Skip to content

Generic OAuth

Plombery has a buil-in and ready-to-use authentication system based on OAuth providers, so you can use your corporate auth system or Google, Github, etc. as long as they're compatible with OAuth.

To enable the auth system you just need to configure it via the yml config file.

Pre-configured providers

This page shows how to configure a generic OAuth provider, though there are some providers already preconfigured by Plombery, check if your provider is available in the Authentication section of the docs.

Good to know

The auth system is based on Authlib

AuthSettings

Options available

client_id

An OAuth app client ID

client_secret

An OAuth app client secret

server_metadata_url

This a special URL that contains information about the OAuth provider specific endpoints.

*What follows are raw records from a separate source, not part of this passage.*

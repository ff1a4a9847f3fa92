use std::net::SocketAddr;
use std::path::PathBuf;
use std::time::Duration;

use anyhow::Result;
use clap::{Parser, Subcommand};

use command_agent::config::{AgentConfig, ConfigOverrides};
use command_agent::telemetry::init_tracing;
use command_agent::{web, AgentClient};

#[derive(Parser)]
#[command(name = "command-agent")]
#[command(about = "Run shell commands on this host for the management panel")]
struct Cli {
    #[command(subcommand)]
    command: Commands,

    /// Verbosity (-v debug, -vv trace); RUST_LOG takes precedence
    #[arg(short, long, global = true, action = clap::ArgAction::Count)]
    verbose: u8,
}

#[derive(Subcommand)]
enum Commands {
    /// Run the agent HTTP server
    Serve {
        /// Path to a TOML config file
        #[arg(long, env = "COMMAND_AGENT_CONFIG")]
        config: Option<PathBuf>,

        /// Address to listen on (default 0.0.0.0:6969)
        #[arg(long, env = "COMMAND_AGENT_LISTEN")]
        listen: Option<SocketAddr>,

        /// Shared secret expected in the Senha header
        #[arg(long, env = "COMMAND_AGENT_SECRET", hide_env_values = true)]
        secret: Option<String>,

        /// Shell used to interpret commands (default bash)
        #[arg(long)]
        shell: Option<String>,
    },
    /// Send a command to a running agent and print its output
    Exec {
        /// Agent URL, e.g. http://10.0.0.5:6969
        #[arg(long, default_value = "http://127.0.0.1:6969")]
        url: String,

        /// Shared secret for the Senha header
        #[arg(long, env = "COMMAND_AGENT_SECRET", hide_env_values = true)]
        secret: String,

        /// Stop waiting after this many seconds
        #[arg(long)]
        timeout_secs: Option<u64>,

        /// Command line to run on the agent
        command: String,
    },
}

#[tokio::main]
async fn main() -> Result<()> {
    let cli = Cli::parse();
    init_tracing(cli.verbose);

    match cli.command {
        Commands::Serve {
            config,
            listen,
            secret,
            shell,
        } => {
            let config = AgentConfig::resolve(ConfigOverrides {
                config_path: config,
                listen,
                shared_secret: secret,
                shell,
            })?;
            web::serve(config).await?;
        }
        Commands::Exec {
            url,
            secret,
            timeout_secs,
            command,
        } => {
            let mut client = AgentClient::new(url, secret);
            if let Some(secs) = timeout_secs {
                client = client.with_timeout(Duration::from_secs(secs));
            }

            let response = client.execute(&command).await?;
            if response.success {
                print!("{}", response.data.unwrap_or_default());
            } else {
                eprintln!("{}", response.message);
                std::process::exit(1);
            }
        }
    }

    Ok(())
}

If your provider doesn't have this URL or you don't know it, you need to fill up the values for the other URLs: access_token_url, authorize_url and jwks_uri.

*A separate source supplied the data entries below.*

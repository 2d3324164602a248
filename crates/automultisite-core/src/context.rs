// ── Request context ──
//
// Everything the resolver needs to know about the current invocation,
// captured once up front. Resolution code never reads argv or the process
// environment itself; `RequestContext::from_process` is the only place that
// does.

use std::borrow::Cow;

use percent_encoding::percent_decode_str;
use url::Url;

use crate::error::CoreError;

/// Environment variable carrying the base URL of a headless test run.
pub const TEST_BASE_URL_VAR: &str = "SIMPLETEST_BASE_URL";

/// CGI variable holding the logical path of the entry script.
pub const SCRIPT_NAME_VAR: &str = "SCRIPT_NAME";

/// CGI variable holding the request's `Host` header.
pub const HTTP_HOST_VAR: &str = "HTTP_HOST";

/// CGI variable whose presence marks a served (non-headless) request.
pub const GATEWAY_INTERFACE_VAR: &str = "GATEWAY_INTERFACE";

const URI_FLAG: &str = "--uri=";
const INSTALLER_SEGMENT: &str = "/core";

/// Snapshot of the execution context a resolution runs in.
#[derive(Debug, Clone, Default, PartialEq, Eq)]
pub struct RequestContext {
    /// `true` for command-line tooling and test runners, `false` when
    /// serving an HTTP request.
    pub headless: bool,
    /// Invocation arguments, scanned for `--uri=` in headless mode.
    pub args: Vec<String>,
    /// Explicit base URL override used by headless test runs.
    pub test_base_url: Option<String>,
    /// Logical path of the entry script (e.g. `/sub/local-foo/index.php`).
    pub script_name: Option<String>,
    /// Value of the `Host` header, possibly with a port.
    pub host: Option<String>,
}

impl RequestContext {
    /// A headless context with the given invocation arguments.
    pub fn headless<I, S>(args: I) -> Self
    where
        I: IntoIterator<Item = S>,
        S: Into<String>,
    {
        Self {
            headless: true,
            args: args.into_iter().map(Into::into).collect(),
            ..Self::default()
        }
    }

    /// A served context for the given entry script and `Host` header.
    pub fn served(script_name: impl Into<String>, host: Option<String>) -> Self {
        Self {
            headless: false,
            script_name: Some(script_name.into()),
            host,
            ..Self::default()
        }
    }

    /// Attach a test base URL override.
    pub fn with_test_base_url(mut self, url: impl Into<String>) -> Self {
        self.test_base_url = Some(url.into());
        self
    }

    /// Capture the context of the running process.
    pub fn from_process() -> Self {
        let var = |name: &str| std::env::var(name).ok().filter(|v| !v.is_empty());

        Self {
            headless: std::env::var_os(GATEWAY_INTERFACE_VAR).is_none(),
            args: std::env::args().collect(),
            test_base_url: var(TEST_BASE_URL_VAR),
            script_name: var(SCRIPT_NAME_VAR),
            host: var(HTTP_HOST_VAR),
        }
    }

    /// The site URI a headless invocation targets: the test override if
    /// set, otherwise the value of the first `--uri=` argument.
    pub fn site_uri(&self) -> Option<&str> {
        self.test_base_url.as_deref().or_else(|| {
            self.args
                .iter()
                .find_map(|arg| arg.strip_prefix(URI_FLAG))
        })
    }

    /// The `Host` header without any port suffix.
    pub fn host_name(&self) -> Option<&str> {
        let host = self.host.as_deref()?.trim();
        if host.is_empty() {
            return None;
        }
        // Bracketed IPv6 literal, e.g. `[::1]:8080`.
        if host.starts_with('[') {
            return host.find(']').map(|end| &host[..=end]);
        }
        host.split(':').next().filter(|h| !h.is_empty())
    }

    /// Path component of the current request, before any subsite segment
    /// is stripped.
    pub fn base_path(&self) -> Result<String, CoreError> {
        if self.headless {
            let uri = self.site_uri().ok_or(CoreError::MissingUri)?;
            return uri_path(uri);
        }

        let script = self.script_name.as_deref().unwrap_or("/");
        Ok(strip_installer_segment(script_dir(script)).to_owned())
    }
}

/// Parse a site URI and return its percent-decoded path. Drush-style URIs
/// often omit the scheme, so those are read as `http://`. Dot segments are
/// normalised by the parser.
pub fn uri_path(uri: &str) -> Result<String, CoreError> {
    let invalid = |reason: url::ParseError| CoreError::InvalidUri {
        uri: uri.to_owned(),
        reason: reason.to_string(),
    };

    let url = match Url::parse(uri) {
        Ok(url) if !url.cannot_be_a_base() => url,
        Ok(_) | Err(url::ParseError::RelativeUrlWithoutBase) => {
            Url::parse(&format!("http://{uri}")).map_err(invalid)?
        }
        Err(err) => return Err(invalid(err)),
    };

    percent_decode_str(url.path())
        .decode_utf8()
        .map(Cow::into_owned)
        .map_err(|err| CoreError::InvalidUri {
            uri: uri.to_owned(),
            reason: format!("path is not valid UTF-8 once decoded: {err}"),
        })
}

/// Directory portion of a URL-style script path.
fn script_dir(script: &str) -> &str {
    match script.rfind('/') {
        Some(0) => "/",
        Some(idx) => &script[..idx],
        None => "",
    }
}

/// Drop an installer segment (`/core`, `/core/...`) and everything after it.
fn strip_installer_segment(dir: &str) -> &str {
    for (idx, _) in dir.match_indices(INSTALLER_SEGMENT) {
        let rest = &dir[idx + INSTALLER_SEGMENT.len()..];
        if rest.is_empty() || (rest.starts_with('/') && rest.len() > 1) {
            return &dir[..idx];
        }
    }
    dir
}

/// Drop the first `/<prefix>...` segment and everything after it, leaving
/// the path of the multi-site root.
pub fn strip_site_segment<'a>(path: &'a str, prefix: &str) -> &'a str {
    let needle = format!("/{prefix}");
    for (idx, _) in path.match_indices(needle.as_str()) {
        if path.len() > idx + needle.len() {
            return &path[..idx];
        }
    }
    path
}

#[cfg(test)]
#[allow(clippy::unwrap_used)]
mod tests {
    use super::*;

    #[test]
    fn headless_uri_comes_from_first_uri_flag() {
        let ctx = RequestContext::headless([
            "drush",
            "status",
            "--uri=http://example.com/sub/local-alpha",
            "--uri=http://other.test/",
        ]);
        assert_eq!(ctx.site_uri(), Some("http://example.com/sub/local-alpha"));
        assert_eq!(ctx.base_path().unwrap(), "/sub/local-alpha");
    }

    #[test]
    fn test_base_url_wins_over_arguments() {
        let ctx = RequestContext::headless(["--uri=http://example.com/ignored"])
            .with_test_base_url("http://localhost/tests");
        assert_eq!(ctx.base_path().unwrap(), "/tests");
    }

    #[test]
    fn headless_without_uri_is_fatal() {
        let ctx = RequestContext::headless(["drush", "status"]);
        assert!(matches!(ctx.base_path(), Err(CoreError::MissingUri)));
    }

    #[test]
    fn schemeless_uri_is_read_as_http() {
        assert_eq!(uri_path("example.com/sub/local-alpha").unwrap(), "/sub/local-alpha");
        assert_eq!(uri_path("localhost.local-alpha").unwrap(), "/");
        assert_eq!(uri_path("localhost:8080/sub").unwrap(), "/sub");
    }

    #[test]
    fn served_path_is_script_directory() {
        let ctx = RequestContext::served("/sub/local-alpha/index.php", None);
        assert_eq!(ctx.base_path().unwrap(), "/sub/local-alpha");

        let ctx = RequestContext::served("/index.php", None);
        assert_eq!(ctx.base_path().unwrap(), "/");
    }

    #[test]
    fn served_installer_path_is_trimmed() {
        let ctx = RequestContext::served("/sub/core/install.php", None);
        assert_eq!(ctx.base_path().unwrap(), "/sub");

        let ctx = RequestContext::served("/sub/core/modules/system/tests/x.php", None);
        assert_eq!(ctx.base_path().unwrap(), "/sub");

        let ctx = RequestContext::served("/sub/corepack/index.php", None);
        assert_eq!(ctx.base_path().unwrap(), "/sub/corepack");
    }

    #[test]
    fn site_segment_is_stripped_from_first_match() {
        assert_eq!(strip_site_segment("/sub/local-alpha", "local-"), "/sub");
        assert_eq!(strip_site_segment("/sub/local-alpha/x/local-b", "local-"), "/sub");
        assert_eq!(strip_site_segment("/sub/local-", "local-"), "/sub/local-");
        assert_eq!(strip_site_segment("/sub", "local-"), "/sub");
    }

    #[test]
    fn host_name_drops_port() {
        let host = |h: &str| RequestContext::served("/index.php", Some(h.into()));
        assert_eq!(host("example.com:8080").host_name(), Some("example.com"));
        assert_eq!(host("example.com").host_name(), Some("example.com"));
        assert_eq!(host("[::1]:8080").host_name(), Some("[::1]"));
        assert_eq!(host("  ").host_name(), None);
    }

    #[test]
    fn bare_ipv6_host_has_no_name() {
        let ctx = RequestContext::served("/index.php", Some("::1".into()));
        assert_eq!(ctx.host_name(), None);
        assert_eq!(
            crate::resolver::ResolveOptions::default().effective_server_prefix(&ctx),
            "localhost"
        );
    }

    #[test]
    fn uri_path_is_percent_decoded() {
        assert_eq!(uri_path("http://example.com/a%20b/local-x").unwrap(), "/a b/local-x");
        assert_eq!(uri_path("example.com/a b").unwrap(), "/a b");
        assert!(matches!(
            uri_path("http://example.com/%FF"),
            Err(CoreError::InvalidUri { .. })
        ));
    }
}
// ── Alias resolution ──
//
// Builds the host framework's sites map (alias -> site directory) from a
// scan of the sites directory. The map is rebuilt on every call and never
// cached: it reflects the directory listing at scan time.

use std::collections::BTreeMap;
use std::path::Path;

use tracing::debug;

use crate::context::{RequestContext, strip_site_segment};
use crate::error::CoreError;

/// Default prefix of subsite directory names.
pub const DEFAULT_PREFIX: &str = "local-";

/// Server part of an alias when neither an explicit prefix nor a `Host`
/// header is available.
pub const DEFAULT_SERVER_PREFIX: &str = "localhost";

/// Alias -> site directory name, ordered by alias.
pub type SitesMap = BTreeMap<String, String>;

/// Naming knobs for a resolution.
#[derive(Debug, Clone, PartialEq, Eq)]
pub struct ResolveOptions {
    /// Prefix every site directory name starts with.
    pub prefix: String,
    /// Prepended to the directory name in the final alias segment.
    pub alias_prefix: String,
    /// Server part of the alias. `None` derives it from the context.
    pub server_prefix: Option<String>,
}

impl Default for ResolveOptions {
    fn default() -> Self {
        Self {
            prefix: DEFAULT_PREFIX.into(),
            alias_prefix: String::new(),
            server_prefix: None,
        }
    }
}

impl ResolveOptions {
    /// Server prefix in effect for `context`: explicit option, then the
    /// `Host` header of a served request, then `localhost`.
    pub fn effective_server_prefix<'a>(&'a self, context: &'a RequestContext) -> &'a str {
        self.server_prefix
            .as_deref()
            .or_else(|| {
                if context.headless {
                    None
                } else {
                    context.host_name()
                }
            })
            .unwrap_or(DEFAULT_SERVER_PREFIX)
    }
}

/// Resolve the sites map for `context` from the subsite directories under
/// `sites_dir`.
///
/// An unreadable sites directory or a headless context without a URI is an
/// error, never an empty map: an empty map would silently route every
/// request to the default site.
pub fn resolve(
    sites_dir: &Path,
    context: &RequestContext,
    options: &ResolveOptions,
) -> Result<SitesMap, CoreError> {
    let base_path = context.base_path()?;
    let root_path = strip_site_segment(&base_path, &options.prefix);
    let segments: Vec<&str> = root_path.split('/').filter(|s| !s.is_empty()).collect();
    let server_prefix = options.effective_server_prefix(context);

    debug!(
        base_path = %base_path,
        root_path = %root_path,
        server_prefix = %server_prefix,
        "resolving site aliases"
    );

    let mut sites = SitesMap::new();
    for name in site_directories(sites_dir, &options.prefix)? {
        let alias = site_alias(server_prefix, &segments, &options.alias_prefix, &name);
        if let Some(previous) = sites.insert(alias.clone(), name) {
            debug!(alias = %alias, replaced = %previous, "alias collision, last directory wins");
        }
    }

    Ok(sites)
}

/// Names of the subsite directories directly under `sites_dir`, sorted.
///
/// Skips anything that is not a directory (symlinks to directories count),
/// does not start with `prefix`, starts with a dot, or is not valid UTF-8.
pub fn site_directories(sites_dir: &Path, prefix: &str) -> Result<Vec<String>, CoreError> {
    let unreadable = |source| CoreError::SitesDirUnreadable {
        path: sites_dir.to_path_buf(),
        source,
    };

    let mut names = Vec::new();
    for entry in std::fs::read_dir(sites_dir).map_err(unreadable)? {
        let entry = entry.map_err(unreadable)?;

        let Ok(name) = entry.file_name().into_string() else {
            debug!(entry = ?entry.file_name(), "skipping non-UTF-8 entry");
            continue;
        };
        if !name.starts_with(prefix) || name.starts_with('.') {
            continue;
        }
        if !entry.path().is_dir() {
            continue;
        }
        names.push(name);
    }

    names.sort();
    Ok(names)
}

/// `server.seg1.seg2.<alias_prefix><dir_name>`
pub fn site_alias(server_prefix: &str, segments: &[&str], alias_prefix: &str, dir_name: &str) -> String {
    let last = format!("{alias_prefix}{dir_name}");
    let mut pieces: Vec<&str> = Vec::with_capacity(segments.len() + 2);
    pieces.push(server_prefix);
    pieces.extend_from_slice(segments);
    pieces.push(&last);
    pieces.join(".")
}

For example, for Google the URL is:

https://accounts.google.com/.well-known/openid-configuration

access_token_url

authorize_url

jwks_uri

client_kwargs

Additional values to pass to the OAuth client during the auth process, for example the scope:

auth:
  client_kwargs:
    scope: openid email profile

secret_key

Secret key used in the backend middleware, this has a dummy default value, but in production you should define a decent value.